Determine how many lines in the entries below contain the word "OnceLock". The reply is that number alone.

EXERCISE INPUTS:

---*---

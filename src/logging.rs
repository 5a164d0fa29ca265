//! # Structured Logging
//!
//! Environment-aware tracing initialization. Console output is human
//! readable in development and JSON in production; the filter honors
//! `RUST_LOG` when set and falls back to an environment-specific default.

use std::sync::OnceLock;

use tracing_subscriber::{fmt, layer::SubscriberExt, util::SubscriberInitExt, EnvFilter};

static LOGGER_INITIALIZED: OnceLock<()> = OnceLock::new();

/// Initialize structured logging once per process.
///
/// Safe to call from multiple entry points (tests, embedding binaries);
/// subsequent calls are no-ops, and an already-installed global subscriber
/// is left in place.
pub fn init_structured_logging() {
    LOGGER_INITIALIZED.get_or_init(|| {
        let environment = get_environment();
        let filter = EnvFilter::try_from_default_env()
            .unwrap_or_else(|_| EnvFilter::new(default_log_level(&environment)));

        let registry = tracing_subscriber::registry().with(filter);

        let result = if environment == "production" {
            registry
                .with(fmt::layer().with_target(true).with_ansi(false).json())
                .try_init()
        } else {
            registry
                .with(fmt::layer().with_target(true).with_ansi(true))
                .try_init()
        };

        if result.is_err() {
            tracing::debug!("global tracing subscriber already installed, keeping it");
        }
    });
}

fn get_environment() -> String {
    std::env::var("CONDUCTOR_ENV").unwrap_or_else(|_| "development".to_string())
}

fn default_log_level(environment: &str) -> &'static str {
    match environment {
        "production" => "info",
        "test" => "warn",
        _ => "debug",
    }
}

---*---

RESPONSE TO THIS EXERCISE: 2